Appointed counsel, with the able assistance of Ms. Nancy Grace, a recent law school graduate and a newly admitted attorney, prepared an excellent brief in support of petitioner’s contentions. Petitioner twice moved to amend and moved for an evidentiary hearing. On September 29, 1986, the hearing requested by petitioner was held. Argument and further briefs having been heard and received, petitioner’s claims are ready for decision.
Proceeding pro se, petitioner next filed a state habeas petition in the Superior Court of Tatnall County. After a hearing, that petition was denied. Petitioner asserted eight grounds for habeas relief in his original petition, and, by amendment, asserted four additional grounds. The state habeas judge refused to allow or consider the amendment, and further, denied relief as to all grounds in the original petition. Since the state habeas court was fairly presented with the original eight grounds for relief and with the additional four claims proposed by amendment, petitioner can assert all of them in this court. He has exhausted state remedies as to each of them, even if the state habeas court did not actually consider or discuss each of them. It could have, but it refused to do so. Smith v. Digmon, 434 U.S. 332, 98 S.Ct. 597, 54 L.Ed.2d 582 (1978).
The undersigned trial judge, in addition to presiding over petitioner’s evidentiary hearing, has read every page of the transcript of petitioner’s trial, read the briefs of counsel, examined appointed counsel’s office file, and examined and considered everything otherwise submitted.

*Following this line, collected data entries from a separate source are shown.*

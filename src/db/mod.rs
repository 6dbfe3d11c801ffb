// Postgres storage for positions and candles
pub mod postgres;

pub use postgres::PostgresStore;
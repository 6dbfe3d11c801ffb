use async_trait::async_trait;
use tokio::sync::RwLock;

use super::PositionStore;
use crate::error::Result;
use crate::models::Position;

/// Process-local position store
#[derive(Default)]
pub struct InMemoryPositionStore {
    positions: RwLock<Vec<Position>>,
}

impl InMemoryPositionStore {
    pub fn new() -> Self {
        Self::default()
    }

    /// Seed the store with previously loaded positions
    pub fn with_positions(positions: Vec<Position>) -> Self {
        Self {
            positions: RwLock::new(positions),
        }
    }
}

#[async_trait]
impl PositionStore for InMemoryPositionStore {
    async fn get_open_position(&self, symbol: &str) -> Result<Option<Position>> {
        let positions = self.positions.read().await;
        Ok(positions
            .iter()
            .find(|p| p.symbol == symbol && p.is_open)
            .cloned())
    }

    async fn save_position(&self, position: &Position) -> Result<()> {
        let mut positions = self.positions.write().await;
        match positions.iter_mut().find(|p| p.id == position.id) {
            Some(existing) => *existing = position.clone(),
            None => positions.push(position.clone()),
        }
        Ok(())
    }

    async fn list_positions(&self) -> Result<Vec<Position>> {
        Ok(self.positions.read().await.clone())
    }
}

Petitioner and counsel assert as their main basis for petitioner’s prayer for habeas relief an ineffective assistance of counsel claim. They assert that this claim is evidenced by the fact that petitioner’s Fourth Amendment rights were not properly asserted by his counsel at trial. Petitioner and counsel do not, and could not, assert petitioner’s Fourth Amendment claims in this habeas petition, however, since the State of Georgia has provided petitioner with a full and fair opportunity to litigate those claims. See Stone v. Powell, 428 U.S. 465, 96 S.Ct. 3037, 49 L.Ed.2d 1067 (1976). Petitioner and counsel also contend that the other grounds raised in his state habeas proceeding, among which is petitioner’s contention that the evidence is constitutionally insufficient to support his convictions, warrant habeas corpus relief from this court.
The evidence presented to the jury, viewed in the light most favorable to the prosecution, Jackson v. Virginia, 443 U.S. 307, 99 S.Ct. 2781, 61 L.Ed.2d 560 (1979) shows that on the evening of January 28, 1977, petitioner Albert Thomas, a black male, and his fellow employee, James Robert Sims, were at the Brooklyn Inn in Athens, Georgia (T. 178-180). Petitioner Thomas wanted to borrow some cassette tapes from Sims. When they went to Sims’ car, petitioner saw Sims' .38 calibre pistol. (T. 181). Petitioner asked to see the pistol, and Sims gave it to him. (T. 184). As a friend asked Sims for a ride, Sims turned away. (T. 184). When Sims turned back around, petitioner had left without returning the pistol. Id. Sims later found petitioner and asked him to return the pistol, but petitioner refused to do so. (T. 186-187). Sims testified that the pistol had contained three bullets when he gave it to Thomas. (T. 182). .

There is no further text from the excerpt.